Retroviral vectors are subject to random generic insertion, and thus can come under the control of unknown local elements. Plasmids typically are retained as episomes. Usually, neither will be able to reproduce the endogenous regulation, “because there could be regulatory elements that are far upstream and you may be missing some tissue-specific or cell-specific regulation of a gene in the artificial system you create,” says Palmer. Newer technologies such as TALENs (Transcription Activator-Like Effector Nucleases) and CRISPR (Clustered Regularly Interspaced Short Palindromic Repeats) may avoid this problem by directing the reporter to a specific location in a specific gene.  

Going native

There are several label-free technologies available or pending that allow cell-based assays to be interrogated phenotypically without perturbing the system. Such functional assays avoid the need to introduce a reporter and the associated problems of transfection or transduction efficiency such as variable copy number and expression. “You measure them with a normal cell growth media and the cells are completely in their native state,” says Magnus Jansson, CSO of SymCel in Kista, Sweden. And although most reporter-based assays are one-shot or end-point assays, label-free assays are capable of giving continuous measurements of metabolic status “from hours to days or even weeks, in some instances, depending on cell type.” 

SymCel’s calorimetry-based calScreener assay system monitors a culture’s heat flow down to the microwatt level. It is currently in beta testing, and Jansson expects the commercial product to ship this fall. Other label-free platforms use things like specialized optics, electrical impedance, pH or oxygen consumption to monitor changes in the culture, also in real time.

Such systems tend to engender considerable initial costs, but the outlay is often offset by a lower (in some cases nearly negligible) per-data-point cost to run the assays. 
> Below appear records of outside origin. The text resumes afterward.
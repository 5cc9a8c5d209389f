//! Numeric reply catalogue.
//!
//! Generalizes the teacher's `IrcReply`/`constants.rs` pair
//! (`irc_server/src/replies.rs`) into one crate-level enum that owns its
//! formatted text rather than borrowing it, since replies here cross
//! `tokio::sync::mpsc` channel boundaries into a writer task and can't carry
//! a borrow from the handler that produced them.

use crate::message::Message;

macro_rules! numerics {
    ($($variant:ident($code:expr) { $($field:ident : $ty:ty),* $(,)? } => $body:block),* $(,)?) => {
        #[derive(Debug, Clone, PartialEq, Eq)]
        pub enum Numeric {
            $($variant { $($field: $ty),* }),*
        }

        impl Numeric {
            pub fn code(&self) -> u16 {
                match self {
                    $(Numeric::$variant { .. } => $code),*
                }
            }

            /// Renders the human-readable trailing text (without the leading
            /// `:server code target` prefix).
            pub fn text(&self) -> String {
                match self {
                    $(Numeric::$variant { $($field),* } => $body),*
                }
            }
        }
    };
}

impl Numeric {
    /// Builds the full server-to-client [`Message`]: `:server CODE target ...text`.
    ///
    /// `target` is normally the client's current nickname (or `*` before
    /// registration). Numerics whose text already embeds structured
    /// params (NAMES, WHO, MODE list replies) still route through here;
    /// `middle_params` supplies any space-separated params that precede the
    /// trailing `:text` segment (e.g. the channel name for RPL_NOTOPIC).
    pub fn into_message(self, server_name: &str, target: &str, middle_params: Vec<String>) -> Message {
        let code = self.code();
        let text = self.text();
        let mut params = vec![target.to_string()];
        params.extend(middle_params);
        params.push(text);
        Message::new(format!("{code:03}"), params).with_source(server_name.to_string())
    }
}

numerics! {
    RplWelcome(1) { nick: String, user: String, host: String } => {
        format!("Welcome to the Internet Relay Network {nick}!{user}@{host}")
    },
    RplYourHost(2) { servername: String, version: String } => {
        format!("Your host is {servername}, running version {version}")
    },
    RplCreated(3) { date: String } => {
        format!("This server was created {date}")
    },
    RplMyInfo(4) { servername: String, version: String, user_modes: String, chan_modes: String } => {
        format!("{servername} {version} {user_modes} {chan_modes}")
    },
    RplUModeIs(221) { modes: String } => { modes.clone() },
    RplNoTopic(331) { channel: String } => { let _ = channel; "No topic is set".to_string() },
    RplTopic(332) { channel: String, topic: String } => { let _ = channel; topic.clone() },
    RplNamReply(353) { symbol: String, channel: String, names: Vec<String> } => {
        let _ = (symbol, channel);
        names.join(" ")
    },
    RplEndOfNames(366) { channel: String } => { let _ = channel; "End of /NAMES list".to_string() },
    RplList(322) { channel: String, visible: u32, topic: String } => {
        let _ = (channel, visible);
        topic.clone()
    },
    RplListEnd(323) {} => { "End of /LIST".to_string() },
    RplWhoReply(352) { channel: String, user: String, host: String, server: String, nick: String, flags: String, hopcount: u32, realname: String } => {
        let _ = (channel, user, host, server, nick, flags);
        format!("{hopcount} {realname}")
    },
    RplEndOfWho(315) { mask: String } => { let _ = mask; "End of /WHO list".to_string() },
    RplWhoisUser(311) { nick: String, user: String, host: String, realname: String } => {
        let _ = (nick, user, host);
        realname.clone()
    },
    RplWhoisServer(312) { nick: String, server: String, server_info: String } => {
        let _ = (nick, server);
        server_info.clone()
    },
    RplWhoisIdle(317) { nick: String, idle_secs: u64, signon: u64 } => {
        let _ = (nick, idle_secs, signon);
        "seconds idle, signon time".to_string()
    },
    RplEndOfWhois(318) { nick: String } => { let _ = nick; "End of /WHOIS list".to_string() },
    RplWhoisChannels(319) { nick: String, channels: Vec<String> } => {
        let _ = nick;
        channels.join(" ")
    },
    RplWhoWasUser(314) { nick: String, user: String, host: String, realname: String } => {
        let _ = (nick, user, host);
        realname.clone()
    },
    RplEndOfWhoWas(369) { nick: String } => { let _ = nick; "End of WHOWAS".to_string() },
    RplChannelModeIs(324) { channel: String, modes: String, mode_params: String } => {
        let _ = channel;
        format!("{modes} {mode_params}").trim().to_string()
    },
    RplBanList(367) { channel: String, mask: String } => { let _ = channel; mask.clone() },
    RplEndOfBanList(368) { channel: String } => { let _ = channel; "End of channel ban list".to_string() },
    RplInviting(341) { channel: String, nick: String } => { let _ = channel; nick.clone() },
    RplInviteList(346) { channel: String, mask: String } => { let _ = channel; mask.clone() },
    RplEndOfInviteList(347) { channel: String } => { let _ = channel; "End of channel invite list".to_string() },
    RplExceptList(348) { channel: String, mask: String } => { let _ = channel; mask.clone() },
    RplEndOfExceptList(349) { channel: String } => { let _ = channel; "End of channel exception list".to_string() },
    RplYoureOper(381) {} => { "You are now an IRC operator".to_string() },
    RplMotdStart(375) { servername: String } => { format!("- {servername} Message of the day - ") },
    RplMotd(372) { line: String } => { format!("- {line}") },
    RplEndOfMotd(376) {} => { "End of /MOTD command".to_string() },
    ErrNoMotd(422) {} => { "MOTD File is missing".to_string() },
    ErrNoSuchNick(401) { nick: String } => { format!("{nick} :No such nick/channel") },
    ErrNoSuchChannel(403) { channel: String } => { format!("{channel} :No such channel") },
    ErrCannotSendToChan(404) { channel: String } => { format!("{channel} :Cannot send to channel") },
    ErrUnknownCommand(421) { command: String } => { format!("{command} :Unknown command") },
    ErrNoNicknameGiven(431) {} => { "No nickname given".to_string() },
    ErrErroneousNickname(432) { nick: String } => { format!("{nick} :Erroneous nickname") },
    ErrNicknameInUse(433) { nick: String } => { format!("{nick} :Nickname is already in use") },
    ErrNotOnChannel(442) { channel: String } => { format!("{channel} :You're not on that channel") },
    ErrNotRegistered(451) {} => { "You have not registered".to_string() },
    ErrNeedMoreParams(461) { command: String } => { format!("{command} :Not enough parameters") },
    ErrAlreadyRegistered(462) {} => { "You may not reregister".to_string() },
    ErrPasswdMismatch(464) {} => { "Password incorrect".to_string() },
    ErrChannelIsFull(471) { channel: String } => { format!("{channel} :Cannot join channel (+l)") },
    ErrUnknownMode(472) { modechar: char } => { format!("{modechar} :is unknown mode char to me") },
    ErrInviteOnlyChan(473) { channel: String } => { format!("{channel} :Cannot join channel (+i)") },
    ErrBannedFromChan(474) { channel: String } => { format!("{channel} :Cannot join channel (+b)") },
    ErrBadChannelKey(475) { channel: String } => { format!("{channel} :Cannot join channel (+k)") },
    ErrChanOPrivsNeeded(482) { channel: String } => { format!("{channel} :You're not channel operator") },
    ErrUModeUnknownFlag(501) {} => { "Unknown MODE flag".to_string() },
    ErrUsersDontMatch(502) {} => { "Cannot change mode for other users".to_string() },
    ErrNoOperHost(491) {} => { "No O-lines for your host".to_string() },
}

#[cfg(test)]
mod tests {
    use super::*;

    #[test]
    fn welcome_renders_expected_code_and_text() {
        let n = Numeric::RplWelcome {
            nick: "alice".into(),
            user: "a".into(),
            host: "h".into(),
        };
        assert_eq!(n.code(), 1);
        assert_eq!(n.text(), "Welcome to the Internet Relay Network alice!a@h");
    }

    #[test]
    fn into_message_carries_target_and_middle_params() {
        let n = Numeric::RplNoTopic {
            channel: "#x".into(),
        };
        let m = n.into_message("irc.example", "alice", vec!["#x".to_string()]);
        assert_eq!(m.command, "331");
        assert_eq!(m.source.as_deref(), Some("irc.example"));
        assert_eq!(m.params, vec!["alice", "#x", "No topic is set"]);
    }

    #[test]
    fn error_numeric_embeds_subject_in_text() {
        let n = Numeric::ErrNicknameInUse {
            nick: "bob".into(),
        };
        assert_eq!(n.code(), 433);
        assert!(n.text().contains("bob"));
    }

    #[test]
    fn need_more_params_names_the_command() {
        let n = Numeric::ErrNeedMoreParams {
            command: "JOIN".into(),
        };
        assert_eq!(n.text(), "JOIN :Not enough parameters");
    }
}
But don’t abandon reporter-based assays and throw away your multimode plate reader just yet. Label-free assays and reporter-based assays “are very much a complement to each other,” says Jansson. A reporter-gene assay measures protein expression, enabling you to quantify the response of a specific pathway. With a label-free assay “you measure the biological outcome: the metabolic rate or the metabolic response to specific stimuli. So I see them as slightly different types of assays for different purposes, really.”